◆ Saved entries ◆
<<<<
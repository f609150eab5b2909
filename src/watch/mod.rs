//! Pod watch subsystem -- snapshot types and the watch stream the
//! reconciliation loop consumes.

pub mod kubectl;

pub use self::kubectl::KubectlWatcher;

use anyhow::Result;
use serde::Deserialize;
use thiserror::Error;

#[derive(Debug, Error)]
pub enum WatchError {
    #[error("failed to run kubectl: {0}")]
    Spawn(#[from] std::io::Error),
    #[error("kubectl get pods failed: {0}")]
    List(String),
    #[error("invalid pod JSON: {0}")]
    Parse(#[from] serde_json::Error),
}

/// Source of pod-state notifications.
///
/// `wait_for_sync` must complete before `next` is polled; a sync failure is
/// fatal to the caller. Delivery is at-least-once and unordered -- consumers
/// must recompute from each snapshot rather than diff against history.
#[async_trait::async_trait]
pub trait PodWatcher: Send {
    /// Block until the initial state synchronization completes.
    async fn wait_for_sync(&mut self) -> Result<()>;

    /// Receive the next pod snapshot, or `None` when the stream has closed.
    async fn next(&mut self) -> Option<PodSnapshot>;
}

/// Read-only view of one pod's reported state, matching the Kubernetes
/// pod JSON shape. Only the fields the classifier consumes are modeled.
#[derive(Debug, Clone, Deserialize)]
pub struct PodSnapshot {
    pub metadata: PodMeta,
    #[serde(default)]
    pub status: PodStatus,
}

#[derive(Debug, Clone, Default, Deserialize)]
pub struct PodMeta {
    #[serde(default)]
    pub name: String,
    #[serde(default)]
    pub namespace: String,
}

#[derive(Debug, Clone, Default, Deserialize)]
#[serde(rename_all = "camelCase")]
pub struct PodStatus {
    pub phase: Option<String>,
    pub reason: Option<String>,
    pub message: Option<String>,
    #[serde(default)]
    pub container_statuses: Vec<ContainerStatus>,
}

#[derive(Debug, Clone, Default, Deserialize)]
pub struct ContainerStatus {
    #[serde(default)]
    pub name: String,
    #[serde(default)]
    pub state: ContainerState,
}

/// Current state of a container: at most one of the three is set.
#[derive(Debug, Clone, Default, Deserialize)]
pub struct ContainerState {
    pub waiting: Option<WaitingState>,
    pub running: Option<RunningState>,
    pub terminated: Option<TerminatedState>,
}

#[derive(Debug, Clone, Default, Deserialize)]
pub struct WaitingState {
    pub reason: Option<String>,
    pub message: Option<String>,
}

#[derive(Debug, Clone, Default, Deserialize)]
#[serde(rename_all = "camelCase")]
pub struct RunningState {
    pub started_at: Option<String>,
}

#[derive(Debug, Clone, Default, Deserialize)]
#[serde(rename_all = "camelCase")]
pub struct TerminatedState {
    #[serde(default)]
    pub exit_code: i32,
    pub reason: Option<String>,
    pub message: Option<String>,
}
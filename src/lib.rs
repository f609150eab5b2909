//! podtriage -- Kubernetes pod failure triage with LLM-assisted diagnostics.
//!
//! Watches workload pods for recurring failure signatures (crash loops,
//! image pull failures, OOM kills), deduplicates them per incident with a
//! cooldown and escalation window, and dispatches a bounded diagnostic Job
//! for each distinct incident.

pub mod analyze;
pub mod classify;
pub mod config;
pub mod controller;
pub mod dispatch;
pub mod gate;
pub mod llm;
pub mod notify;
pub mod watch;

use crate::config::{Config, Secrets};
use crate::controller::Controller;
use crate::dispatch::JobDispatcher;
use crate::gate::DedupGate;
use crate::watch::KubectlWatcher;
use anyhow::Result;
use std::sync::Arc;
use tokio_util::sync::CancellationToken;

/// Run the controller: pod watch, incident gate with its sweeper, and
/// diagnostic dispatch, until SIGINT/SIGTERM.
pub async fn run_controller(config: Config, secrets: Secrets) -> Result<()> {
    tracing::info!(namespace = %config.watch.namespace, "starting podtriage controller");

    let cancel = CancellationToken::new();
    spawn_signal_handler(cancel.clone());

    let tracker = &config.tracker;
    let gate = Arc::new(DedupGate::new(
        tracker.cooldown(),
        tracker.escalation_enabled,
        tracker.escalation_threshold,
        tracker.silence_duration(),
    ));
    tokio::spawn(Arc::clone(&gate).run_sweeper(cancel.child_token()));

    let dispatcher = Arc::new(JobDispatcher::new(&config, secrets));
    let controller = Controller::new(config.events.clone(), gate, dispatcher);

    let mut watcher = KubectlWatcher::new(config.watch.namespace.clone());
    controller.run(&mut watcher, cancel).await
}

fn spawn_signal_handler(cancel: CancellationToken) {
    tokio::spawn(async move {
        let ctrl_c = tokio::signal::ctrl_c();
        #[cfg(unix)]
        {
            let mut sigterm = match tokio::signal::unix::signal(
                tokio::signal::unix::SignalKind::terminate(),
            ) {
                Ok(s) => s,
                Err(e) => {
                    tracing::error!(error = %e, "failed to install SIGTERM handler");
                    let _ = ctrl_c.await;
                    cancel.cancel();
                    return;
                }
            };
            tokio::select! {
                _ = ctrl_c => {}
                _ = sigterm.recv() => {}
            }
        }
        #[cfg(not(unix))]
        {
            let _ = ctrl_c.await;
        }
        tracing::info!("shutdown signal received");
        cancel.cancel();
    });
}
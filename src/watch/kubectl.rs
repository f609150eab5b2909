use super::{PodSnapshot, PodWatcher, WatchError};
use anyhow::{Context, Result};
use serde::Deserialize;
use std::collections::VecDeque;
use tokio::io::{AsyncBufReadExt, BufReader};
use tokio::sync::mpsc;
use tracing::{debug, warn};

#[derive(Debug, Deserialize)]
struct PodList {
    #[serde(default)]
    items: Vec<PodSnapshot>,
}

/// Pod watcher backed by the `kubectl` CLI.
///
/// `wait_for_sync` runs a full `kubectl get pods -o json` list, then starts a
/// long-lived `kubectl get pods --watch -o json` stream. The listed pods are
/// replayed through `next` ahead of the stream so the consumer sees current
/// state before live updates.
pub struct KubectlWatcher {
    namespace: String,
    pending: VecDeque<PodSnapshot>,
    rx: Option<mpsc::Receiver<PodSnapshot>>,
    // Held so the watch process is killed when the watcher is dropped.
    _child: Option<tokio::process::Child>,
}

impl KubectlWatcher {
    pub fn new(namespace: impl Into<String>) -> Self {
        Self {
            namespace: namespace.into(),
            pending: VecDeque::new(),
            rx: None,
            _child: None,
        }
    }

    async fn list_pods(&self) -> Result<Vec<PodSnapshot>, WatchError> {
        let output = tokio::process::Command::new("kubectl")
            .args(["get", "pods", "-n", &self.namespace, "-o", "json"])
            .output()
            .await?;

        if !output.status.success() {
            let stderr = String::from_utf8_lossy(&output.stderr);
            return Err(WatchError::List(stderr.trim().to_string()));
        }

        let list: PodList = serde_json::from_slice(&output.stdout)?;
        Ok(list.items)
    }

    fn start_stream(&mut self) -> Result<(), WatchError> {
        let mut child = tokio::process::Command::new("kubectl")
            .args([
                "get",
                "pods",
                "-n",
                &self.namespace,
                "--watch-only",
                "--request-timeout=0",
                "-o",
                "json",
            ])
            .stdout(std::process::Stdio::piped())
            .stderr(std::process::Stdio::null())
            .kill_on_drop(true)
            .spawn()?;

        let stdout = child.stdout.take().ok_or_else(|| {
            WatchError::Spawn(std::io::Error::other("kubectl stdout not captured"))
        })?;

        let (tx, rx) = mpsc::channel(64);
        tokio::spawn(read_watch_stream(stdout, tx));

        self.rx = Some(rx);
        self._child = Some(child);
        Ok(())
    }
}

#[async_trait::async_trait]
impl PodWatcher for KubectlWatcher {
    async fn wait_for_sync(&mut self) -> Result<()> {
        let pods = self
            .list_pods()
            .await
            .context("initial pod list failed")?;
        debug!(namespace = %self.namespace, pods = pods.len(), "initial pod list complete");
        self.pending.extend(pods);

        self.start_stream().context("failed to start pod watch stream")?;
        Ok(())
    }

    async fn next(&mut self) -> Option<PodSnapshot> {
        if let Some(pod) = self.pending.pop_front() {
            return Some(pod);
        }
        match self.rx.as_mut() {
            Some(rx) => rx.recv().await,
            None => None,
        }
    }
}

/// Reassemble pretty-printed JSON objects from the watch stream.
///
/// `kubectl --watch -o json` emits one multi-line object per update, so lines
/// are accumulated until the brace depth returns to zero.
async fn read_watch_stream(stdout: tokio::process::ChildStdout, tx: mpsc::Sender<PodSnapshot>) {
    let reader = BufReader::new(stdout);
    let mut lines = reader.lines();

    let mut buffer = String::new();
    let mut depth: i32 = 0;
    let mut in_object = false;

    while let Ok(Some(line)) = lines.next_line().await {
        for ch in line.chars() {
            match ch {
                '{' => {
                    depth += 1;
                    in_object = true;
                }
                '}' => depth -= 1,
                _ => {}
            }
        }

        if in_object {
            buffer.push_str(&line);
            buffer.push('\n');
        }

        if in_object && depth == 0 {
            match serde_json::from_str::<PodSnapshot>(&buffer) {
                Ok(pod) => {
                    if tx.send(pod).await.is_err() {
                        break;
                    }
                }
                Err(e) => warn!(error = %e, "skipping unparseable watch object"),
            }
            buffer.clear();
            in_object = false;
        }
    }

    debug!("pod watch stream closed");
}
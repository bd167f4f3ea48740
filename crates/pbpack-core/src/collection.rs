use crate::resolver::Resolver;
use crate::CoreError;
use pbpack_format::crc32;
use pbpack_image::{ImageCodec, PaletteFamily};
use pbpack_schema::{parse_manifest_file, PackManifest, ResourceName};
use std::collections::HashSet;
use std::path::{Path, PathBuf};
use std::sync::Arc;
use tracing::{debug, info};

/// One manifest entry, in declaration order.
#[derive(Debug, Clone)]
pub struct CollectionEntry {
    pub name: ResourceName,
    pub resolver: Resolver,
}

/// A resource after its resolver has run.
#[derive(Debug, Clone, PartialEq, Eq)]
pub struct ResolvedResource {
    /// 1-based position in the manifest.
    pub index: u32,
    pub name: ResourceName,
    pub bytes: Vec<u8>,
    pub size: usize,
    pub crc32: u32,
    pub provenance: String,
    pub dependency_paths: Vec<PathBuf>,
}

/// The resources described by one manifest.
///
/// Loading validates the manifest and builds a resolver per entry but reads
/// no resource data; that happens in [`resolve`](Self::resolve).
#[derive(Debug, Clone)]
pub struct ResourceCollection {
    manifest_path: PathBuf,
    palette: PaletteFamily,
    entries: Vec<CollectionEntry>,
}

impl ResourceCollection {
    /// Load the manifest at `manifest_path`. Resource and reference paths are
    /// taken relative to `root`.
    pub fn load(
        manifest_path: &Path,
        root: &Path,
        codec: Arc<dyn ImageCodec>,
    ) -> Result<Self, CoreError> {
        let manifest = parse_manifest_file(manifest_path)?;
        Self::from_manifest(&manifest, manifest_path, root, &codec)
    }

    pub fn from_manifest(
        manifest: &PackManifest,
        manifest_path: &Path,
        root: &Path,
        codec: &Arc<dyn ImageCodec>,
    ) -> Result<Self, CoreError> {
        let validated = manifest.validate()?;
        let palette: PaletteFamily = validated.palette.parse()?;

        let entries = validated
            .resources
            .iter()
            .enumerate()
            .map(|(position, declared)| {
                Resolver::from_descriptor(&declared.descriptor, root, palette, codec)
                    .map(|resolver| CollectionEntry {
                        name: declared.name.clone(),
                        resolver,
                    })
                    .map_err(|e| e.in_resource(position + 1, &declared.name))
            })
            .collect::<Result<Vec<_>, _>>()?;

        info!(
            "loaded {} resources from {} (palette {palette})",
            entries.len(),
            manifest_path.display()
        );
        Ok(Self {
            manifest_path: manifest_path.to_path_buf(),
            palette,
            entries,
        })
    }

    pub fn manifest_path(&self) -> &Path {
        &self.manifest_path
    }

    pub fn palette(&self) -> PaletteFamily {
        self.palette
    }

    pub fn entries(&self) -> &[CollectionEntry] {
        &self.entries
    }

    pub fn len(&self) -> usize {
        self.entries.len()
    }

    pub fn is_empty(&self) -> bool {
        self.entries.is_empty()
    }

    /// Every input file of the pack, without duplicates, in first-use order.
    pub fn dependencies(&self) -> Vec<PathBuf> {
        let mut seen = HashSet::new();
        self.entries
            .iter()
            .flat_map(|e| e.resolver.dependencies())
            .filter(|d| seen.insert(d.clone()))
            .collect()
    }

    /// Run every resolver in declaration order.
    ///
    /// Stops at the first failure, which names the offending entry.
    pub fn resolve(&self) -> Result<Vec<ResolvedResource>, CoreError> {
        self.entries
            .iter()
            .enumerate()
            .map(|(position, entry)| {
                let bytes = entry
                    .resolver
                    .resolve()
                    .map_err(|e| e.in_resource(position + 1, &entry.name))?;
                debug!(
                    "resolved {} = {} ({} bytes)",
                    entry.name,
                    position + 1,
                    bytes.len()
                );
                Ok(ResolvedResource {
                    index: (position + 1) as u32,
                    name: entry.name.clone(),
                    size: bytes.len(),
                    crc32: crc32(&bytes),
                    provenance: entry.resolver.provenance(),
                    dependency_paths: entry.resolver.dependencies(),
                    bytes,
                })
            })
            .collect()
    }
}
//! Output writers for a resolved collection.
//!
//! The renderers are pure; the `write_*` helpers only add the file write.

use crate::{CoreError, ResolvedResource};
use std::fmt::Write as _;
use std::fs;
use std::path::{Path, PathBuf};
use tracing::info;

const TOOL_NAME: &str = "pbpack";

/// Assemble the container for `resources` and write it to `path`.
///
/// Returns the number of bytes written.
pub fn write_pack(path: &Path, resources: &[ResolvedResource]) -> Result<u64, CoreError> {
    let blobs: Vec<&[u8]> = resources.iter().map(|r| r.bytes.as_slice()).collect();
    let written = pbpack_format::write_pack(path, &blobs)?;
    info!("wrote {} ({written} bytes)", path.display());
    Ok(written)
}

/// Render the C header enumerating every resource symbol.
pub fn render_header(resources: &[ResolvedResource]) -> String {
    let mut out = String::new();
    let _ = writeln!(out, "/* THIS FILE IS AUTOMATICALLY GENERATED BY {TOOL_NAME}. */");
    out.push_str("/* IF YOU MODIFY IT, YOUR CHANGES WILL BE LOST ON THE NEXT BUILD. */\n");
    out.push('\n');
    out.push_str("#pragma once\n");
    out.push('\n');
    out.push_str("typedef enum resource_id {\n");
    for r in resources {
        let _ = writeln!(out, "    {} = {}, /* (from {}) */", r.name, r.index, r.provenance);
    }
    out.push_str("} resource_id;\n");
    out
}

/// Render make rules for rebuilding `pack` and `header`.
///
/// Every dependency also gets an empty rule so that deleting an input does
/// not break make.
pub fn render_makedeps(
    pack: &Path,
    header: &Path,
    manifest: &Path,
    tool: Option<&Path>,
    deps: &[PathBuf],
) -> String {
    let mut out = String::new();
    let _ = writeln!(out, "# automatically generated by {TOOL_NAME}");
    out.push('\n');

    let _ = write!(out, "{}: {} ", pack.display(), manifest.display());
    if let Some(tool) = tool {
        let _ = write!(out, "{} ", tool.display());
    }
    for dep in deps {
        let _ = write!(out, "{} ", dep.display());
    }
    out.push_str("\n\n");

    let _ = writeln!(out, "{}: {}", header.display(), pack.display());
    out.push('\n');
    for dep in deps {
        let _ = writeln!(out, "{}:", dep.display());
        out.push('\n');
    }
    out.push_str("# end of generated dependencies\n");
    out
}

pub fn write_header(path: &Path, resources: &[ResolvedResource]) -> Result<(), CoreError> {
    write_text(path, &render_header(resources))
}

pub fn write_makedeps(
    path: &Path,
    pack: &Path,
    header: &Path,
    manifest: &Path,
    tool: Option<&Path>,
    deps: &[PathBuf],
) -> Result<(), CoreError> {
    write_text(path, &render_makedeps(pack, header, manifest, tool, deps))
}

fn write_text(path: &Path, text: &str) -> Result<(), CoreError> {
    fs::write(path, text).map_err(|source| CoreError::Write {
        path: path.to_path_buf(),
        source,
    })?;
    info!("wrote {}", path.display());
    Ok(())
}
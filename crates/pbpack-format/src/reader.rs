use crate::layout::{PackHeader, TableEntry, DATA_OFFSET, ENTRY_SIZE};
use crate::FormatError;
use std::fs;
use std::path::{Path, PathBuf};
use tracing::debug;

/// Read-only view of an existing pack, used to pull individual resources
/// out of packs built by other tools.
///
/// The whole file is loaded into memory. Per-entry CRCs are carried but not
/// checked.
#[derive(Debug, Clone)]
pub struct PackReader {
    path: PathBuf,
    header: PackHeader,
    entries: Vec<TableEntry>,
    bytes: Vec<u8>,
}

impl PackReader {
    pub fn open(path: impl AsRef<Path>) -> Result<Self, FormatError> {
        let path = path.as_ref();
        let bytes = fs::read(path).map_err(|source| FormatError::Io {
            path: path.to_path_buf(),
            source,
        })?;
        Self::from_bytes(path, bytes)
    }

    /// Parse a pack already in memory. `path` is only used in error messages.
    pub fn from_bytes(path: impl Into<PathBuf>, bytes: Vec<u8>) -> Result<Self, FormatError> {
        let path = path.into();
        let header = PackHeader::read_from(&bytes).ok_or_else(|| FormatError::Truncated {
            path: path.clone(),
            detail: format!("{} bytes is too short for the header", bytes.len()),
        })?;

        let mut entries = Vec::with_capacity(header.count.min(4096) as usize);
        for slot in 0..header.count as usize {
            let at = TableEntry::position(slot);
            let raw: &[u8; ENTRY_SIZE] = bytes
                .get(at..at + ENTRY_SIZE)
                .and_then(|s| s.try_into().ok())
                .ok_or_else(|| FormatError::Truncated {
                    path: path.clone(),
                    detail: format!("table record {slot} of {} is missing", header.count),
                })?;
            entries.push(TableEntry::from_bytes(raw));
        }
        debug!("opened pack {} with {} resources", path.display(), entries.len());

        Ok(Self {
            path,
            header,
            entries,
            bytes,
        })
    }

    pub fn path(&self) -> &Path {
        &self.path
    }

    pub fn header(&self) -> PackHeader {
        self.header
    }

    pub fn entries(&self) -> &[TableEntry] {
        &self.entries
    }

    /// Everything from the data offset to the end of the file.
    pub fn data_region(&self) -> &[u8] {
        self.bytes.get(DATA_OFFSET..).unwrap_or_default()
    }

    /// First table record whose stored index equals `index`.
    ///
    /// The table is scanned linearly; indices are not assumed to be dense or
    /// sorted.
    pub fn find(&self, index: i32) -> Result<&TableEntry, FormatError> {
        self.entries
            .iter()
            .find(|e| e.index == index)
            .ok_or_else(|| FormatError::NotFound {
                path: self.path.clone(),
                index,
            })
    }

    /// Raw bytes of resource `index`.
    pub fn extract(&self, index: i32) -> Result<&[u8], FormatError> {
        let entry = self.find(index)?;
        let range = usize::try_from(entry.offset)
            .ok()
            .zip(usize::try_from(entry.size).ok())
            .and_then(|(offset, size)| {
                let start = DATA_OFFSET.checked_add(offset)?;
                Some(start..start.checked_add(size)?)
            });
        range
            .and_then(|r| self.bytes.get(r))
            .ok_or_else(|| FormatError::Truncated {
                path: self.path.clone(),
                detail: format!(
                    "res {index} claims offset {} size {} beyond end of file",
                    entry.offset, entry.size
                ),
            })
    }
}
>>>>
◆ Exercise ◆
Show all lines above holding "incident".

◆ Worked solution ◆
//! image pull failures, OOM kills), deduplicates them per incident with a
//! for each distinct incident.
/// Run the controller: pod watch, incident gate with its sweeper, and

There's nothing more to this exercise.